Emilio Cruz was born on March 15, 1938 in the Bronx, New York.  An African-American born of Cuban descent, his continued deliberation on the mythic dimensions of human experience and expression carried through his multiple identities and activities as visual artist, poet, playwright and musician.

He studied at the Art Students League and The New School in New York City, and finally at the Seong Moy School of Painting and Graphic Arts in Provincetown, Massachusetts. As a young artist in the 1960s, Cruz was connected with other artists who were applying abstract expressionism concepts to figurative art such as Lester Johnson, Bob Thompson and Jan Muller. He combined human and animal figures with imagery from archaeology and natural history to create disturbing, dreamlike paintings. Cruz received a John Hay Whitney Fellowship and awards from the Joan Mitchell Foundation and from the National Endowment for the Arts.

In the late 1968, Emilio and wife Patricia Cruz moved to St. Louis to work with Julius Hemphill and the Black Artists Group. He served as director for the visual arts program, which also included painters Oliver Jackson and Manuel Hughes. In addition to artistic contributions, the couple participated in city-wide civil rights protests and rent strikes.
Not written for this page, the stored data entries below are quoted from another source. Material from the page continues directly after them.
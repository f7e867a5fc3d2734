//! Error handling for tessera.
//!
//! This module provides the stable error codes shared by every tessera
//! crate and the umbrella error type used by the common layer.

mod tessera;

pub use tessera::{ErrorCode, TesseraError};

/// Result type alias for tessera operations.
pub type TesseraResult<T> = std::result::Result<T, TesseraError>;
//! Tessera Performance Benchmarks
//!
//! This crate contains benchmarks for:
//! - Field store, pack and sort-key paths
//! - Row pack/unpack across byte orders
//! - One-phase and two-phase commit through the coordinator
//! - Catalog and XID cache lookups
//!
//! Run benchmarks with:
//! ```bash
//! cargo bench -p tessera-bench
//! ```

pub mod utils;
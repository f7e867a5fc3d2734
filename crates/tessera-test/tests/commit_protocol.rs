//! End-to-end commit protocol tests.
//!
//! Each test drives the coordinator the way a session would: statements
//! register the engines they touch, flag the ones they write, and end
//! with an autocommit or an explicit `COMMIT`/`ROLLBACK`. Every engine
//! logs into one shared call log so ordering across engines can be
//! checked.

use std::sync::atomic::Ordering;
use std::sync::Arc;

use tessera_test::Harness;
use tessera_txn::{Completion, EngineStatus, StartOptions, TransactionError};

/// Read-only participants are never asked to commit.
#[test]
fn test_autocommit_skips_read_only_engine() {
    let h = Harness::new();
    let (_, a) = h.add_xa("a").unwrap();
    let (_, b) = h.add_xa("b").unwrap();
    let mut session = h.session(1);

    h.run_statement(&mut session, &[Arc::clone(&a), Arc::clone(&b)], &[&a], true)
        .unwrap();

    assert_eq!(
        h.log.ops("a"),
        vec!["start_transaction", "start_statement", "end_statement", "commit_statement"]
    );
    assert_eq!(
        h.log.ops("b"),
        vec!["start_transaction", "start_statement", "end_statement"]
    );
    assert_eq!(h.log.first("xa_prepare"), None);

    let stats = h.services.stats();
    assert_eq!(stats.committed.load(Ordering::Relaxed), 1);
    assert_eq!(stats.one_phase_commits.load(Ordering::Relaxed), 1);
    assert!(session.transaction(false).is_empty());
    assert!(session.xid().is_null());
}

/// Every participant prepares before any participant commits.
#[test]
fn test_two_phase_commit_ordering() {
    let h = Harness::new();
    let (a_engine, a) = h.add_xa("a").unwrap();
    let (b_engine, b) = h.add_xa("b").unwrap();
    let mut session = h.session(1);

    h.services.begin(&mut session, StartOptions::default()).unwrap();
    h.run_statement(&mut session, &[Arc::clone(&a)], &[&a], true).unwrap();
    h.run_statement(&mut session, &[Arc::clone(&b)], &[&b], true).unwrap();
    assert!(session.in_transaction());
    assert_eq!(session.transaction(true).len(), 2);

    h.services
        .end_transaction(&mut session, Completion::Commit)
        .unwrap();

    let last_prepare = h.log.last("xa_prepare").unwrap();
    let first_commit = h.log.first("xa_commit").unwrap();
    assert!(last_prepare < first_commit, "log: {:?}", h.log);
    assert_eq!(h.log.count("a", "xa_prepare"), 1);
    assert_eq!(h.log.count("b", "xa_commit"), 1);
    assert!(a_engine.prepared().is_empty());
    assert!(b_engine.prepared().is_empty());

    let stats = h.services.stats();
    assert_eq!(stats.two_phase_commits.load(Ordering::Relaxed), 1);
    assert_eq!(stats.prepares.load(Ordering::Relaxed), 2);
    assert!(!session.in_transaction());
    assert!(!session.is_explicit_transaction());
}

/// A prepare veto rolls back every participant and commits none.
#[test]
fn test_prepare_veto_rolls_back_all() {
    let h = Harness::new();
    let (a_engine, a) = h.add_xa("a").unwrap();
    let (b_engine, b) = h.add_xa("b").unwrap();
    b_engine.fail_prepare(EngineStatus::Deadlock);
    let mut session = h.session(1);

    h.services.begin(&mut session, StartOptions::default()).unwrap();
    h.run_statement(&mut session, &[Arc::clone(&a), Arc::clone(&b)], &[&a, &b], true)
        .unwrap();

    let err = h
        .services
        .end_transaction(&mut session, Completion::Commit)
        .unwrap_err();
    assert!(matches!(err, TransactionError::RolledBack { .. }));
    assert!(err.is_transaction_rollback());

    assert_eq!(h.log.first("xa_commit"), None);
    assert_eq!(h.log.first("commit"), None);
    assert_eq!(h.log.count("a", "xa_rollback"), 1);
    assert_eq!(h.log.count("b", "xa_rollback"), 1);
    assert!(a_engine.prepared().is_empty());
    assert!(!session.in_transaction());
    assert_eq!(h.services.stats().rolled_back.load(Ordering::Relaxed), 1);
}

#[test]
fn test_kill_before_prepare() {
    let h = Harness::new();
    let (_, a) = h.add_xa("a").unwrap();
    let (_, b) = h.add_xa("b").unwrap();
    let mut session = h.session(1);

    h.services.begin(&mut session, StartOptions::default()).unwrap();
    h.run_statement(&mut session, &[Arc::clone(&a), Arc::clone(&b)], &[&a, &b], true)
        .unwrap();

    let switch = session.kill_switch();
    std::thread::spawn(move || switch.kill()).join().unwrap();

    let err = h
        .services
        .end_transaction(&mut session, Completion::Commit)
        .unwrap_err();
    assert_eq!(err, TransactionError::Killed);
    assert_eq!(h.log.first("xa_prepare"), None);
    assert_eq!(h.log.count("a", "xa_rollback"), 1);
    assert_eq!(h.log.count("b", "xa_rollback"), 1);
}

/// A commit failure after a successful prepare is reported, but the
/// remaining participants still commit.
#[test]
fn test_commit_failure_after_prepare() {
    let h = Harness::new();
    let (_, a) = h.add_xa("a").unwrap();
    let (b_engine, b) = h.add_xa("b").unwrap();
    let (_, c) = h.add_xa("c").unwrap();
    let mut session = h.session(1);

    h.services.begin(&mut session, StartOptions::default()).unwrap();
    let all = [Arc::clone(&a), Arc::clone(&b), Arc::clone(&c)];
    h.run_statement(&mut session, &all, &[&a, &b, &c], true).unwrap();
    b_engine.fail_commit(EngineStatus::Io);

    let err = h
        .services
        .end_transaction(&mut session, Completion::Commit)
        .unwrap_err();
    assert_eq!(
        err,
        TransactionError::CommitInconsistent {
            engines: vec!["b".to_string()]
        }
    );
    assert_eq!(h.log.count("a", "xa_commit"), 1);
    assert_eq!(h.log.count("c", "xa_commit"), 1);
    assert_eq!(h.services.stats().commit_failures.load(Ordering::Relaxed), 1);
    assert!(!session.in_transaction());
}

/// An engine without two-phase commit forces a one-phase commit.
#[test]
fn test_mixed_engines_commit_in_one_phase() {
    let h = Harness::new();
    let (_, a) = h.add_xa("a").unwrap();
    let (_, heap) = h.add_one_phase("heap").unwrap();
    let mut session = h.session(1);
    session.set_autocommit(false);

    h.run_statement(
        &mut session,
        &[Arc::clone(&a), Arc::clone(&heap)],
        &[&a, &heap],
        true,
    )
    .unwrap();
    assert!(session.transaction(true).no_2pc());

    h.services.commit(&mut session, true).unwrap();
    assert_eq!(h.log.first("xa_prepare"), None);
    assert_eq!(h.log.count("a", "commit"), 1);
    assert_eq!(h.log.count("heap", "commit"), 1);
}

/// A failed statement is undone without ending the transaction.
#[test]
fn test_failed_statement_keeps_transaction() {
    let h = Harness::new();
    let (_, a) = h.add_xa("a").unwrap();
    let (_, b) = h.add_xa("b").unwrap();
    let mut session = h.session(1);

    h.services.begin(&mut session, StartOptions::default()).unwrap();
    h.run_statement(&mut session, &[Arc::clone(&a)], &[&a], true).unwrap();
    h.run_statement(&mut session, &[Arc::clone(&b)], &[&b], false).unwrap();

    assert_eq!(h.log.count("b", "rollback_statement"), 1);
    assert!(session.in_transaction());

    h.services
        .end_transaction(&mut session, Completion::Commit)
        .unwrap();
    assert_eq!(h.log.count("a", "commit"), 1);
    assert_eq!(h.log.count("b", "commit"), 0);
    assert_eq!(h.log.first("xa_prepare"), None);
}

/// An engine picking the session as a deadlock victim rolls back the
/// whole transaction at the end of the statement.
#[test]
fn test_deadlock_victim_rolls_back_transaction() {
    let h = Harness::new();
    let (a_engine, a) = h.add_xa("a").unwrap();
    let mut session = h.session(1);

    h.services.begin(&mut session, StartOptions::default()).unwrap();
    h.run_statement(&mut session, &[Arc::clone(&a)], &[&a], true).unwrap();

    a_engine.choose_victim();
    let err = h
        .run_statement(&mut session, &[Arc::clone(&a)], &[&a], true)
        .unwrap_err();
    assert!(matches!(err, TransactionError::RolledBack { .. }));
    assert_eq!(h.log.count("a", "rollback"), 1);
    assert!(!session.in_transaction());
    assert!(!session.is_rollback_requested());
}

#[test]
fn test_savepoint_drops_later_engines() {
    let h = Harness::new();
    let (_, a) = h.add_xa("a").unwrap();
    let (_, b) = h.add_xa("b").unwrap();
    let mut session = h.session(1);

    h.services.begin(&mut session, StartOptions::default()).unwrap();
    h.run_statement(&mut session, &[Arc::clone(&a)], &[&a], true).unwrap();
    h.services.set_savepoint(&mut session, "sp1").unwrap();
    h.run_statement(&mut session, &[Arc::clone(&b)], &[&b], true).unwrap();

    h.services.rollback_to_savepoint(&mut session, "SP1").unwrap();
    assert_eq!(h.log.count("a", "rollback_to_savepoint"), 1);
    assert_eq!(h.log.count("b", "rollback"), 1);
    assert_eq!(session.transaction(true).len(), 1);
    assert_eq!(session.savepoints().len(), 1);

    h.services
        .end_transaction(&mut session, Completion::Commit)
        .unwrap();
    assert_eq!(h.log.count("a", "commit"), 1);
    assert!(session.savepoints().is_empty());

    let err = h
        .services
        .rollback_to_savepoint(&mut session, "sp1")
        .unwrap_err();
    assert!(matches!(err, TransactionError::SavepointNotFound { .. }));
}

#[test]
fn test_consistent_snapshot_starts_every_engine() {
    let h = Harness::new();
    h.add_xa("a").unwrap();
    h.add_one_phase("heap").unwrap();
    let mut session = h.session(1);

    h.services
        .begin(&mut session, StartOptions::consistent_snapshot())
        .unwrap();
    assert_eq!(h.log.ops("a"), vec!["start_snapshot"]);
    assert_eq!(h.log.ops("heap"), vec!["start_snapshot"]);
    assert_eq!(session.transaction(true).len(), 2);

    h.services
        .end_transaction(&mut session, Completion::Rollback)
        .unwrap();
    // Nothing was modified, so no engine is asked to roll back.
    assert_eq!(h.log.first("rollback"), None);
    assert!(!session.in_transaction());
}

#[test]
fn test_start_failure_reports_worst_status() {
    let h = Harness::new();
    let (_, a) = h.add_xa("a").unwrap();
    let (b_engine, b) = h.add_xa("b").unwrap();
    b_engine.fail_start(EngineStatus::OutOfResources);
    let mut session = h.session(1);

    let err = h
        .services
        .start_statement(&mut session, &[Arc::clone(&a), Arc::clone(&b)], false)
        .unwrap_err();
    assert!(matches!(
        err,
        TransactionError::EngineFailed {
            status: EngineStatus::OutOfResources,
            ..
        }
    ));
    assert!(session.is_registered(&a, false));
    assert!(!session.is_registered(&b, false));

    h.services.autocommit_or_rollback(&mut session, false).unwrap();
    assert!(session.transaction(false).is_empty());
}

#[test]
fn test_close_session_rolls_back_open_work() {
    let h = Harness::new();
    let (_, a) = h.add_xa("a").unwrap();
    h.add_one_phase("heap").unwrap();
    let mut session = h.session(1);

    h.services.begin(&mut session, StartOptions::default()).unwrap();
    h.run_statement(&mut session, &[Arc::clone(&a)], &[&a], true).unwrap();

    h.services.release_temporary_latches(&session);
    h.services.close_session(&mut session).unwrap();

    assert_eq!(h.log.count("a", "rollback"), 1);
    assert_eq!(h.log.count("a", "release_latches"), 1);
    assert_eq!(h.log.count("a", "close"), 1);
    assert_eq!(h.log.count("heap", "close"), 1);
    assert!(!session.in_transaction());
}
//! Type definitions for tessera.
//!
//! This module contains the identifier types and the XA transaction
//! identifier shared across the workspace.

mod ids;
mod xid;

pub use ids::{EngineSlot, QueryId, ServerId, SessionId};
pub use xid::{XaState, Xid, XidState};
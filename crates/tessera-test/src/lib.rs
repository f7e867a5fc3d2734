//! # tessera-test
//!
//! Integration tests for tessera.
//!
//! This crate contains:
//! - A recording storage engine that logs every call into a log shared
//!   across engines, so tests can check cross-engine ordering
//! - Harness helpers for services, sessions and statements
//! - Scenario tests for commit, XA, recovery, caches and the row codec
//!   (under `tests/`)

#![warn(missing_docs)]
#![warn(clippy::all)]

/// Recording storage engine
pub mod engine;

/// Test utilities and helpers
pub mod utils;

pub use engine::{Call, CallLog, RecordingEngine};
pub use utils::{init_tracing, Harness};
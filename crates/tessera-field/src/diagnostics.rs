//! Store outcomes and the per-session diagnostics area.

use std::fmt;

use tracing::debug;

use tessera_common::error::ErrorCode;

use crate::error::{FieldError, FieldResult};

/// Outcome of storing a value into a column.
///
/// Every variant except `Ok` stores *something*: the clamped, rounded or
/// truncated value. Only the variants whose level is
/// [`WarningLevel::Warning`] are escalated by strict mode.
#[derive(Debug, Clone, Copy, PartialEq, Eq, Hash)]
pub enum StoreStatus {
    /// Value stored exactly.
    Ok,
    /// Fractional digits beyond the column scale were rounded away.
    Rounded,
    /// Only trailing spaces were cut from a string.
    TrailingSpaces,
    /// Significant data was cut (string overflow, trailing garbage).
    Truncated,
    /// Numeric value outside the column range; clamped to the nearest bound.
    OutOfRange,
    /// Text could not be interpreted as a number; zero was stored.
    WrongValue,
}

impl StoreStatus {
    /// Returns true if the value was stored exactly.
    #[inline]
    #[must_use]
    pub const fn is_ok(self) -> bool {
        matches!(self, Self::Ok)
    }

    /// Returns the severity of the condition, if any.
    #[must_use]
    pub const fn level(self) -> Option<WarningLevel> {
        match self {
            Self::Ok => None,
            Self::Rounded | Self::TrailingSpaces => Some(WarningLevel::Note),
            Self::Truncated | Self::OutOfRange | Self::WrongValue => Some(WarningLevel::Warning),
        }
    }

    /// Returns the error code reported for the condition.
    #[must_use]
    pub const fn code(self) -> Option<ErrorCode> {
        match self {
            Self::Ok => None,
            Self::Rounded | Self::TrailingSpaces | Self::Truncated => Some(ErrorCode::Truncated),
            Self::OutOfRange => Some(ErrorCode::OutOfRange),
            Self::WrongValue => Some(ErrorCode::WrongValue),
        }
    }

    /// Returns the more severe of two outcomes.
    #[must_use]
    pub fn max(self, other: Self) -> Self {
        if other.rank() > self.rank() {
            other
        } else {
            self
        }
    }

    const fn rank(self) -> u8 {
        match self {
            Self::Ok => 0,
            Self::Rounded => 1,
            Self::TrailingSpaces => 2,
            Self::Truncated => 3,
            Self::OutOfRange => 4,
            Self::WrongValue => 5,
        }
    }

    const fn message(self) -> &'static str {
        match self {
            Self::Ok => "",
            Self::Rounded | Self::TrailingSpaces | Self::Truncated => "Data truncated",
            Self::OutOfRange => "Out of range value",
            Self::WrongValue => "Incorrect value",
        }
    }
}

/// Severity of a diagnostics entry.
#[derive(Debug, Clone, Copy, PartialEq, Eq, PartialOrd, Ord, Hash)]
pub enum WarningLevel {
    /// Informational.
    Note,
    /// Data was altered.
    Warning,
    /// The statement failed.
    Error,
}

impl fmt::Display for WarningLevel {
    fn fmt(&self, f: &mut fmt::Formatter<'_>) -> fmt::Result {
        match self {
            Self::Note => write!(f, "Note"),
            Self::Warning => write!(f, "Warning"),
            Self::Error => write!(f, "Error"),
        }
    }
}

/// A diagnostics entry.
#[derive(Debug, Clone, PartialEq, Eq)]
pub struct Warning {
    /// Severity.
    pub level: WarningLevel,
    /// Stable error code.
    pub code: ErrorCode,
    /// Column the condition was raised for.
    pub field: String,
    /// Human readable text.
    pub message: String,
    /// Row number within the statement (1-based).
    pub row: u64,
}

/// Per-session diagnostics area.
///
/// Collects the notes and warnings raised while storing values. In strict
/// mode a warning-level condition is recorded as an error and returned as
/// [`FieldError::Strict`] so the statement fails.
#[derive(Debug, Clone)]
pub struct Diagnostics {
    strict: bool,
    row: u64,
    entries: Vec<Warning>,
}

impl Default for Diagnostics {
    fn default() -> Self {
        Self::new(false)
    }
}

impl Diagnostics {
    /// Creates an empty diagnostics area.
    #[must_use]
    pub fn new(strict: bool) -> Self {
        Self {
            strict,
            row: 1,
            entries: Vec::new(),
        }
    }

    /// Returns true if warnings abort the statement.
    #[must_use]
    pub fn is_strict(&self) -> bool {
        self.strict
    }

    /// Enables or disables strict mode.
    pub fn set_strict(&mut self, strict: bool) {
        self.strict = strict;
    }

    /// Returns the current row number.
    #[must_use]
    pub fn row(&self) -> u64 {
        self.row
    }

    /// Advances to the next row of the statement.
    pub fn next_row(&mut self) {
        self.row += 1;
    }

    /// Records the outcome of a store.
    ///
    /// # Errors
    ///
    /// Returns [`FieldError::Strict`] for a warning-level outcome when
    /// strict mode is on.
    pub fn report(&mut self, field: &str, status: StoreStatus) -> FieldResult<StoreStatus> {
        let (Some(level), Some(code)) = (status.level(), status.code()) else {
            return Ok(status);
        };

        if self.strict && level == WarningLevel::Warning {
            self.push(WarningLevel::Error, code, field, status.message());
            return Err(FieldError::Strict {
                field: field.to_string(),
                code,
                message: status.message().to_string(),
                row: self.row,
            });
        }

        self.push(level, code, field, status.message());
        Ok(status)
    }

    /// Appends an entry.
    pub fn push(&mut self, level: WarningLevel, code: ErrorCode, field: &str, message: &str) {
        debug!(field, %code, %level, row = self.row, "{}", message);
        self.entries.push(Warning {
            level,
            code,
            field: field.to_string(),
            message: message.to_string(),
            row: self.row,
        });
    }

    /// Returns all entries in the order they were raised.
    #[must_use]
    pub fn entries(&self) -> &[Warning] {
        &self.entries
    }

    /// Returns the number of warning and error entries.
    #[must_use]
    pub fn warning_count(&self) -> usize {
        self.entries
            .iter()
            .filter(|w| w.level >= WarningLevel::Warning)
            .count()
    }

    /// Returns the number of notes.
    #[must_use]
    pub fn note_count(&self) -> usize {
        self.entries
            .iter()
            .filter(|w| w.level == WarningLevel::Note)
            .count()
    }

    /// Returns true if nothing was recorded.
    #[must_use]
    pub fn is_empty(&self) -> bool {
        self.entries.is_empty()
    }

    /// Clears the area at the start of a new statement.
    pub fn clear(&mut self) {
        self.entries.clear();
        self.row = 1;
    }
}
Cruz moved to Chicago and taught at the School of the Art Institute of Chicago during the 1970s, where he exhibited widely and was represented by the Walter Kelly Gallery. He wrote two plays, Homeostasis: Once More the Scorpion and The Absence Held Fast to Its Presence. These were first performed at the Open Eye Theater in New York in 1981, and later were included in the World Theater Festival in Nancy and Paris, France and in Italy. In 1982, he returned to New York where he began to exhibit again. In the late 1980s, he resumed teaching at the Pratt Institute and at New York University.

Cruz exhibited nationally and internationally and is represented in numerous museum collections, including the Museum of Modern Art, the Brooklyn Museum, The Studio Museum in Harlem, New York; the National Museum of American Art and the Hirshhorn Museum of Art, Washington D.C.; the Albright Knox Museum, Buffalo, New York; and the Wadsworth Antheneum, Hartford, Connecticut.

Emilio Antonio Cruz died from pancreatic cancer on December 10, 2004, at St. Vincent’s Hospital in New York City.